Installing Hadoop 2.2.0 cluster on Ubuntu 12.04 x86 64 Desktops

Home > Ubuntu > Hadoop cluster setup > Installing Hadoop 2.2.0 cluster on Ubuntu 12.04 x86 64 Desktops

To install hadoop 2.2.0 cluster on Ubuntu 12.04 x86_64 Desktops or VMs use:

Setup proper hostnames on all machines using:
1. Edit file '/etc/hostname' and enter name 'master' on master and 'slave1', 'slave2', etc. on slaves.
2. Find out LAN IP address of master and slaves using 'ifconfig' command
3. Edit file '/etc/hosts' and associate LAN IPs with master, slave1 and slave2 on all three machines. Note that you should be able to ping slave using 'ping slave1', 'ping slave2', etc. from master and similarly you should be ping master using 'ping master' from slave.
4. Update hostname on running machine using 'sudo hostname master', 'sudo hostname slave1', sudo hostname slave2' etc.
5. Verify that both commands 'hostname' and 'hostname --fqdn' return master or slave1 or slave2 respectively.
Reboot all nodes. Without reboot the next step of installing java will not succeed with 'No protocol specified', 'Exception in class main' errors due to problem with X11 connection.
Install Java on all nodes (including master and slaves) using Installing Java on Ubuntu 12.04 x86 64 Desktop.
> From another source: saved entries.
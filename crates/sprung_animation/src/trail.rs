//! Staggered trails
//!
//! A [`Trail`] is a fixed number of identically configured [`ValueGroup`]s
//! ("slots"). Retargeting the trail starts slot `i` after `i × stagger_ms`,
//! producing a cascade. Delays go through the host's
//! [`FrameScheduler::request_timeout`](sprung_core::FrameScheduler::request_timeout),
//! so simulated clocks control them exactly.

use crate::error::{Result, SpringError};
use crate::group::{ValueGroup, ValueRecord};
use crate::spring::SpringConfig;
use indexmap::IndexSet;
use serde::{Deserialize, Serialize};
use sprung_core::{SharedScheduler, TickId};
use std::cell::RefCell;
use std::rc::Rc;

/// Configuration for a staggered trail
#[derive(Clone, Copy, Debug, PartialEq, Serialize, Deserialize)]
#[serde(default)]
pub struct TrailConfig {
    /// Number of slots, fixed at construction
    pub slots: usize,
    /// Delay between consecutive slots (ms)
    pub stagger_ms: f64,
    /// Physics shared by every spring in every slot
    pub spring: SpringConfig,
}

impl TrailConfig {
    pub fn new(slots: usize, stagger_ms: f64) -> Self {
        Self {
            slots,
            stagger_ms,
            ..Self::default()
        }
    }

    pub fn with_spring(mut self, spring: SpringConfig) -> Self {
        self.spring = spring;
        self
    }

    pub fn validate(&self) -> Result<()> {
        if !self.stagger_ms.is_finite() || self.stagger_ms < 0.0 {
            return Err(SpringError::InvalidParameter {
                name: "stagger_ms",
                value: self.stagger_ms,
            });
        }
        self.spring.validate()
    }
}

impl Default for TrailConfig {
    fn default() -> Self {
        Self {
            slots: 1,
            stagger_ms: 50.0,
            spring: SpringConfig::default(),
        }
    }
}

/// A fixed-size cascade of value groups
///
/// Dropping a trail cancels any staggered start that has not fired yet.
pub struct Trail {
    slots: Vec<Rc<ValueGroup>>,
    /// Keys every slot was built with, checked even when there are no slots
    keys: IndexSet<String>,
    scheduler: SharedScheduler,
    stagger_ms: f64,
    /// Staggered starts that may still be waiting on the scheduler
    pending: RefCell<Vec<TickId>>,
}

impl Trail {
    /// Build `config.slots` groups, all starting from the same record
    pub fn new<K, I>(scheduler: SharedScheduler, initial: I, config: TrailConfig) -> Result<Self>
    where
        K: Into<String>,
        I: IntoIterator<Item = (K, f64)>,
    {
        config.validate()?;
        let initial: Vec<(String, f64)> = initial.into_iter().map(|(k, v)| (k.into(), v)).collect();
        let keys = initial.iter().map(|(key, _)| key.clone()).collect();

        let slots = (0..config.slots)
            .map(|_| {
                ValueGroup::new(scheduler.clone(), initial.iter().cloned(), config.spring)
                    .map(Rc::new)
            })
            .collect::<Result<Vec<_>>>()?;

        Ok(Self {
            slots,
            keys,
            scheduler,
            stagger_ms: config.stagger_ms,
            pending: RefCell::new(Vec::new()),
        })
    }

    /// Retarget every slot, slot `i` starting `i × stagger_ms` after slot 0
    ///
    /// Slot 0 retargets synchronously. Targets are validated up front, so an
    /// error schedules nothing.
    pub fn set<K, I>(&self, targets: I) -> Result<()>
    where
        K: AsRef<str>,
        I: IntoIterator<Item = (K, f64)>,
    {
        let targets: Vec<(String, f64)> = targets
            .into_iter()
            .map(|(k, v)| (k.as_ref().to_string(), v))
            .collect();
        self.validate_targets(&targets)?;

        let mut pending = self.pending.borrow_mut();
        pending.retain(|id| self.scheduler.is_pending(*id));

        for (index, slot) in self.slots.iter().enumerate() {
            let delay = index as f64 * self.stagger_ms;
            if delay <= 0.0 {
                slot.set_all(pairs(&targets))?;
                continue;
            }

            let weak_slot = Rc::downgrade(slot);
            let targets = targets.clone();
            let id = self.scheduler.request_timeout(
                delay,
                Box::new(move |_| {
                    if let Some(slot) = weak_slot.upgrade() {
                        if let Err(err) = slot.set_all(pairs(&targets)) {
                            tracing::warn!("Trail: staggered start for slot {} failed: {}", index, err);
                        }
                    }
                }),
            );
            pending.push(id);
        }

        tracing::debug!(
            "Trail: staggered set across {} slots ({}ms apart)",
            self.slots.len(),
            self.stagger_ms
        );
        Ok(())
    }

    /// Snap every slot at once, dropping staggered starts still in flight
    pub fn hard_set<K, I>(&self, targets: I) -> Result<()>
    where
        K: AsRef<str>,
        I: IntoIterator<Item = (K, f64)>,
    {
        let targets: Vec<(String, f64)> = targets
            .into_iter()
            .map(|(k, v)| (k.as_ref().to_string(), v))
            .collect();
        self.validate_targets(&targets)?;

        let cancelled = self.cancel_pending();
        if cancelled > 0 {
            tracing::debug!("Trail: hard set cancelled {} staggered starts", cancelled);
        }

        for slot in &self.slots {
            slot.hard_set_all(pairs(&targets))?;
        }
        Ok(())
    }

    /// One record per slot, in slot order
    pub fn values(&self) -> Vec<ValueRecord> {
        self.slots.iter().map(|slot| slot.values()).collect()
    }

    pub fn slot(&self, index: usize) -> Option<&ValueGroup> {
        self.slots.get(index).map(Rc::as_ref)
    }

    pub fn len(&self) -> usize {
        self.slots.len()
    }

    pub fn is_empty(&self) -> bool {
        self.slots.is_empty()
    }

    pub fn stagger_ms(&self) -> f64 {
        self.stagger_ms
    }

    /// Check if any slot is still moving
    pub fn is_animating(&self) -> bool {
        self.slots.iter().any(|slot| slot.is_animating())
    }

    /// Check if any staggered start has not fired yet
    pub fn has_pending_starts(&self) -> bool {
        self.pending
            .borrow()
            .iter()
            .any(|id| self.scheduler.is_pending(*id))
    }

    fn validate_targets(&self, targets: &[(String, f64)]) -> Result<()> {
        for (key, to) in targets {
            if !self.keys.contains(key) {
                return Err(SpringError::UnknownKey(key.clone()));
            }
            if !to.is_finite() {
                return Err(SpringError::NonFiniteTarget(*to));
            }
        }
        Ok(())
    }

    fn cancel_pending(&self) -> usize {
        self.pending
            .borrow_mut()
            .drain(..)
            .filter(|id| self.scheduler.cancel(*id))
            .count()
    }
}

impl Drop for Trail {
    fn drop(&mut self) {
        self.cancel_pending();
    }
}

fn pairs(targets: &[(String, f64)]) -> impl Iterator<Item = (&str, f64)> {
    targets.iter().map(|(key, value)| (key.as_str(), *value))
}

#[cfg(test)]
mod tests {
    use super::*;
    use sprung_core::{Clock, ManualFrameLoop};

    fn trail(frames: &Rc<ManualFrameLoop>, slots: usize) -> Trail {
        Trail::new(
            frames.clone(),
            [("x", 0.0), ("scale", 1.0)],
            TrailConfig::new(slots, 50.0).with_spring(SpringConfig::stiff()),
        )
        .unwrap()
    }

    #[test]
    fn test_slots_share_initial_record() {
        let frames = Rc::new(ManualFrameLoop::new());
        let trail = trail(&frames, 7);

        assert_eq!(trail.len(), 7);
        for record in trail.values() {
            assert_eq!(record["x"], 0.0);
            assert_eq!(record["scale"], 1.0);
        }
    }

    #[test]
    fn test_slots_start_staggered() {
        let frames = Rc::new(ManualFrameLoop::new());
        let trail = trail(&frames, 7);
        frames.advance(100.0);

        let start = frames.now_ms();
        trail.set([("x", 100.0)]).unwrap();
        assert!(trail.slot(0).unwrap().is_animating());
        assert!(trail.has_pending_starts());

        for _ in 0..30 {
            frames.step_frame();
            for index in 0..trail.len() {
                let due = start + index as f64 * 50.0;
                let slot = trail.slot(index).unwrap();
                if frames.now_ms() < due {
                    assert!(!slot.is_animating(), "slot {index} started early");
                    assert_eq!(slot.get("x"), Some(0.0));
                }
            }
        }

        assert!(!trail.has_pending_starts());
        frames.run_until_idle(10_000);
        for record in trail.values() {
            assert_eq!(record["x"], 100.0);
            assert_eq!(record["scale"], 1.0);
        }
    }

    #[test]
    fn test_later_slots_lag_behind() {
        let frames = Rc::new(ManualFrameLoop::new());
        let trail = trail(&frames, 4);
        trail.set([("x", 100.0)]).unwrap();

        for _ in 0..12 {
            frames.step_frame();
        }

        let xs: Vec<f64> = trail.values().iter().map(|r| r["x"]).collect();
        assert!(xs.windows(2).all(|w| w[0] > w[1]), "{xs:?}");
    }

    #[test]
    fn test_hard_set_snaps_every_slot_and_drops_pending_starts() {
        let frames = Rc::new(ManualFrameLoop::new());
        let trail = trail(&frames, 7);
        trail.set([("x", 100.0)]).unwrap();

        // Slots 0..=2 have started, 3..=6 are still waiting
        for _ in 0..7 {
            frames.step_frame();
        }
        assert!(trail.has_pending_starts());

        trail.hard_set([("x", 0.0)]).unwrap();
        assert!(!trail.has_pending_starts());
        assert!(!trail.is_animating());
        assert!(!frames.has_pending());

        frames.advance(1000.0);
        for record in trail.values() {
            assert_eq!(record["x"], 0.0);
        }
    }

    #[test]
    fn test_unknown_key_schedules_nothing() {
        let frames = Rc::new(ManualFrameLoop::new());
        let trail = trail(&frames, 3);

        let err = trail.set([("rotation", 1.0)]).unwrap_err();
        assert_eq!(err, SpringError::UnknownKey("rotation".to_string()));
        assert!(!frames.has_pending());
        assert!(trail.hard_set([("x", f64::NAN)]).is_err());
    }

    #[test]
    fn test_empty_trail_still_checks_keys() {
        let frames = Rc::new(ManualFrameLoop::new());
        let trail = trail(&frames, 0);
        assert!(trail.is_empty());

        assert_eq!(
            trail.set([("rotation", 1.0)]),
            Err(SpringError::UnknownKey("rotation".to_string()))
        );
        assert_eq!(
            trail.hard_set([("opacity", 0.0)]),
            Err(SpringError::UnknownKey("opacity".to_string()))
        );
        assert!(trail.set([("x", f64::INFINITY)]).is_err());

        trail.set([("x", 10.0)]).unwrap();
        trail.hard_set([("scale", 2.0)]).unwrap();
        assert!(trail.values().is_empty());
        assert!(!frames.has_pending());
    }

    #[test]
    fn test_drop_cancels_pending_starts() {
        let frames = Rc::new(ManualFrameLoop::new());
        let trail = trail(&frames, 5);
        trail.set([("x", 10.0)]).unwrap();
        assert_eq!(frames.pending_timeouts(), 4);

        drop(trail);
        assert!(!frames.has_pending());
    }

    #[test]
    fn test_zero_stagger_starts_all_slots_together() {
        let frames = Rc::new(ManualFrameLoop::new());
        let trail = Trail::new(frames.clone(), [("x", 0.0)], TrailConfig::new(3, 0.0)).unwrap();

        trail.set([("x", 1.0)]).unwrap();
        assert_eq!(frames.pending_timeouts(), 0);
        assert!((0..3).all(|i| trail.slot(i).unwrap().is_animating()));
    }

    #[test]
    fn test_invalid_trail_config() {
        let frames = Rc::new(ManualFrameLoop::new());
        let result = Trail::new(frames.clone(), [("x", 0.0)], TrailConfig::new(3, -5.0));
        assert!(matches!(
            result,
            Err(SpringError::InvalidParameter {
                name: "stagger_ms",
                ..
            })
        ));
    }

    #[test]
    fn test_trail_config_from_toml() {
        let config: TrailConfig = toml::from_str(
            r#"
            slots = 7

            [spring]
            stiffness = 180.0
            damping = 12.0
            "#,
        )
        .unwrap();

        assert_eq!(config.slots, 7);
        assert_eq!(config.stagger_ms, 50.0);
        assert_eq!(config.spring.stiffness, 180.0);
        assert_eq!(config.spring.mass, 1.0);
        assert!(config.validate().is_ok());
    }
}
Install java in same folder such as /opt in all nodes.

Create user account and group for hadoop using:

sudo groupadd hadoop
sudo useradd hadoop -b /home -g hadoop -mkU -s /bin/bash
cd /home/hadoop
sudo cp -rp /etc/skel/.[^.]* .
sudo chown -R hadoop:hadoop .
sudo chmod -R o-rwx .

on all nodes. Node that hadoop user name and group name should match on all nodes.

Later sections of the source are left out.